We're spending billions chasing the dream of a biological factory reset. The logic seems simple enough: force the epigenome back to "Day Zero" via partial reprogramming and you've solved aging. But this rush for a "blank slate" ignores a hard reality. Cells at the Nasal-CNS barrier aren't just old; they've spent a lifetime gathering data.
Think of the olfactory bulb as a sentinel. After seventy years, its neurons and glia haven't just piled up "damage"—they've built a library of environmental intelligence. They're imprinted with the specific pathogens and chemical insults of your particular life. This epigenetic autobiography is what allows your brain to tell the difference between a harmless seasonal allergen and a genuine neurotropic threat.

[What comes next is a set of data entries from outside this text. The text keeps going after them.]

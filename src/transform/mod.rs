//! Bidirectional rule transformation.
//!
//! Both directions are pure, stateless, single-pass functions: safe to call
//! concurrently on independent inputs, failing fast on the first unknown
//! tag with no partial output.

pub mod request;
pub mod response;

pub use request::to_wire;
pub use response::from_wire;
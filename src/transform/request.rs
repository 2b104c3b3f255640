//! Request transformer: user-facing rules into wire-format rules.
//!
//! Dispatch is a static match per operation, then per criterion type; the
//! two failure modes are [`PolicyError::UnknownOperation`] and
//! [`PolicyError::UnknownCriterionType`]. Every criterion is re-validated
//! before emission so malformed data never reaches the wire. The first
//! failure aborts the whole call with no partial output.

use log::debug;

use crate::error::{PolicyError, Result};
use crate::policy::criteria::{
    Criterion, EthValueCriterion, EvmAddressCriterion, EvmDataCondition, EvmDataConditionParam,
    EvmDataCriterion, EvmMessageCriterion, EvmNetworkCriterion, EvmTypedDataCondition,
    SignEvmTypedDataFieldCriterion, SignEvmTypedDataVerifyingContractCriterion,
    SolAddressCriterion,
};
use crate::policy::rules::{Operation, Rule};
use crate::wire::types::{
    WireCriterion, WireEthValueCriterion, WireEvmAddressCriterion, WireEvmDataCondition,
    WireEvmDataConditionParam, WireEvmDataCriterion, WireEvmDataParameterCondition,
    WireEvmDataParameterConditionList, WireEvmMessageCriterion, WireEvmNetworkCriterion,
    WireEvmTypedAddressCondition, WireEvmTypedDataFieldCriterion,
    WireEvmTypedDataVerifyingContractCriterion, WireEvmTypedNumericalCondition,
    WireEvmTypedStringCondition, WireRule, WireSolAddressCriterion, WireTypedDataCondition,
    WireTypedDataTypes,
};

/// Convert user-facing rules into the wire representation expected by the
/// remote authorization service.
pub fn to_wire(rules: &[Rule]) -> Result<Vec<WireRule>> {
    debug!("transforming {} rule(s) to wire format", rules.len());
    rules.iter().map(wire_rule).collect()
}

fn wire_rule(rule: &Rule) -> Result<WireRule> {
    let criteria = match &rule.operation {
        Operation::SendEvmTransaction => Some(wire_criteria(rule, send_transaction_criterion)?),
        Operation::SignEvmTransaction => Some(wire_criteria(rule, sign_transaction_criterion)?),
        Operation::SignEvmHash => {
            // Bare rule: the operation carries no criteria.
            if let Some(criterion) = rule.criteria.first() {
                return Err(unknown_criterion(&rule.operation, criterion.kind()));
            }
            None
        }
        Operation::SignEvmMessage => Some(wire_criteria(rule, sign_message_criterion)?),
        Operation::SignEvmTypedData => Some(wire_criteria(rule, sign_typed_data_criterion)?),
        Operation::SignSolTransaction => Some(wire_criteria(rule, sign_sol_transaction_criterion)?),
        Operation::Other(tag) => {
            return Err(PolicyError::UnknownOperation {
                operation: tag.clone(),
            })
        }
    };
    Ok(WireRule {
        action: rule.action,
        operation: rule.operation.as_str().to_owned(),
        criteria,
    })
}

fn wire_criteria(
    rule: &Rule,
    build: fn(&Criterion) -> Option<Result<WireCriterion>>,
) -> Result<Vec<WireCriterion>> {
    rule.criteria
        .iter()
        .map(|criterion| match build(criterion) {
            Some(result) => result,
            None => Err(unknown_criterion(&rule.operation, criterion.kind())),
        })
        .collect()
}

fn unknown_criterion(operation: &Operation, criterion_type: &str) -> PolicyError {
    PolicyError::UnknownCriterionType {
        operation: operation.to_string(),
        criterion_type: criterion_type.to_owned(),
    }
}

fn send_transaction_criterion(criterion: &Criterion) -> Option<Result<WireCriterion>> {
    match criterion {
        Criterion::EthValue(c) => Some(wire_eth_value(c)),
        Criterion::EvmAddress(c) => Some(wire_evm_address(c)),
        Criterion::EvmNetwork(c) => Some(wire_evm_network(c)),
        Criterion::EvmData(c) => Some(wire_evm_data(c)),
        _ => None,
    }
}

fn sign_transaction_criterion(criterion: &Criterion) -> Option<Result<WireCriterion>> {
    match criterion {
        Criterion::EthValue(c) => Some(wire_eth_value(c)),
        Criterion::EvmAddress(c) => Some(wire_evm_address(c)),
        Criterion::EvmData(c) => Some(wire_evm_data(c)),
        _ => None,
    }
}

fn sign_message_criterion(criterion: &Criterion) -> Option<Result<WireCriterion>> {
    match criterion {
        Criterion::EvmMessage(c) => Some(wire_evm_message(c)),
        _ => None,
    }
}

fn sign_typed_data_criterion(criterion: &Criterion) -> Option<Result<WireCriterion>> {
    match criterion {
        Criterion::EvmTypedDataField(c) => Some(wire_typed_data_field(c)),
        Criterion::EvmTypedDataVerifyingContract(c) => Some(wire_verifying_contract(c)),
        _ => None,
    }
}

fn sign_sol_transaction_criterion(criterion: &Criterion) -> Option<Result<WireCriterion>> {
    match criterion {
        Criterion::SolAddress(c) => Some(wire_sol_address(c)),
        _ => None,
    }
}

fn wire_eth_value(criterion: &EthValueCriterion) -> Result<WireCriterion> {
    criterion.validate()?;
    Ok(WireCriterion::EthValue(WireEthValueCriterion {
        eth_value: criterion.eth_value.clone(),
        operator: criterion.operator,
    }))
}

fn wire_evm_address(criterion: &EvmAddressCriterion) -> Result<WireCriterion> {
    criterion.validate()?;
    Ok(WireCriterion::EvmAddress(WireEvmAddressCriterion {
        addresses: criterion.addresses.clone(),
        operator: criterion.operator,
    }))
}

fn wire_evm_network(criterion: &EvmNetworkCriterion) -> Result<WireCriterion> {
    Ok(WireCriterion::EvmNetwork(WireEvmNetworkCriterion {
        networks: criterion.networks.clone(),
        operator: criterion.operator,
    }))
}

fn wire_evm_data(criterion: &EvmDataCriterion) -> Result<WireCriterion> {
    criterion.validate()?;
    Ok(WireCriterion::EvmData(WireEvmDataCriterion {
        abi: criterion.abi.clone(),
        conditions: criterion.conditions.iter().map(wire_data_condition).collect(),
    }))
}

fn wire_data_condition(condition: &EvmDataCondition) -> WireEvmDataCondition {
    WireEvmDataCondition {
        function: condition.function.clone(),
        params: condition
            .params
            .as_ref()
            .map(|params| params.iter().map(wire_data_param).collect()),
    }
}

fn wire_data_param(param: &EvmDataConditionParam) -> WireEvmDataConditionParam {
    match param {
        EvmDataConditionParam::List(p) => {
            WireEvmDataConditionParam::List(WireEvmDataParameterConditionList {
                name: p.name.clone(),
                operator: p.operator,
                values: p.values.clone(),
            })
        }
        EvmDataConditionParam::Single(p) => {
            WireEvmDataConditionParam::Single(WireEvmDataParameterCondition {
                name: p.name.clone(),
                operator: p.operator,
                value: p.value.clone(),
            })
        }
    }
}

fn wire_evm_message(criterion: &EvmMessageCriterion) -> Result<WireCriterion> {
    Ok(WireCriterion::EvmMessage(WireEvmMessageCriterion {
        pattern: criterion.pattern.clone(),
    }))
}

fn wire_typed_data_field(criterion: &SignEvmTypedDataFieldCriterion) -> Result<WireCriterion> {
    criterion.validate()?;
    Ok(WireCriterion::EvmTypedDataField(WireEvmTypedDataFieldCriterion {
        types: WireTypedDataTypes {
            types: criterion.types.types.clone(),
            primary_type: criterion.types.primary_type.clone(),
        },
        conditions: criterion
            .conditions
            .iter()
            .map(wire_typed_condition)
            .collect(),
    }))
}

fn wire_typed_condition(condition: &EvmTypedDataCondition) -> WireTypedDataCondition {
    match condition {
        EvmTypedDataCondition::Address(c) => {
            WireTypedDataCondition::Address(WireEvmTypedAddressCondition {
                addresses: c.addresses.clone(),
                operator: c.operator,
                path: c.path.clone(),
            })
        }
        EvmTypedDataCondition::Numerical(c) => {
            WireTypedDataCondition::Numerical(WireEvmTypedNumericalCondition {
                value: c.value.clone(),
                operator: c.operator,
                path: c.path.clone(),
            })
        }
        EvmTypedDataCondition::String(c) => {
            WireTypedDataCondition::String(WireEvmTypedStringCondition {
                pattern: c.pattern.clone(),
                path: c.path.clone(),
            })
        }
    }
}

fn wire_verifying_contract(
    criterion: &SignEvmTypedDataVerifyingContractCriterion,
) -> Result<WireCriterion> {
    criterion.validate()?;
    Ok(WireCriterion::EvmTypedDataVerifyingContract(
        WireEvmTypedDataVerifyingContractCriterion {
            addresses: criterion.addresses.clone(),
            operator: criterion.operator,
        },
    ))
}

fn wire_sol_address(criterion: &SolAddressCriterion) -> Result<WireCriterion> {
    criterion.validate()?;
    Ok(WireCriterion::SolAddress(WireSolAddressCriterion {
        addresses: criterion.addresses.clone(),
        operator: criterion.operator,
    }))
}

Funding a global reset is essentially funding the destruction of that defense manual. If you give an 80-year-old a "young" olfactory bulb, you're handing them an interface with no memory of the local viral landscape. It won't just improve their sense of smell; it'll leave them with a naive, functionally illiterate barrier. We'd be turning a veteran of environmental warfare into a biological toddler.
It's time to stop funding cellular amnesia and start looking at Experience-Preserving Repair. I don't see any major consortiums tackling niche-specific architectural maintenance in the bulb. We should be finding ways to clear out the "rust"—the protein aggregates and senescent junk—without burning the library of epigenetic adaptations that keeps the brain safe.
If we keep prioritizing the erasure of cellular memory, we might end up with a body that's twenty years old but completely defenseless. I'm looking for partners who want to work on targeted proteostatic shoring instead of just wiping the slate clean. We have to decide if the goal is to rejuvenate the person or just the molecules.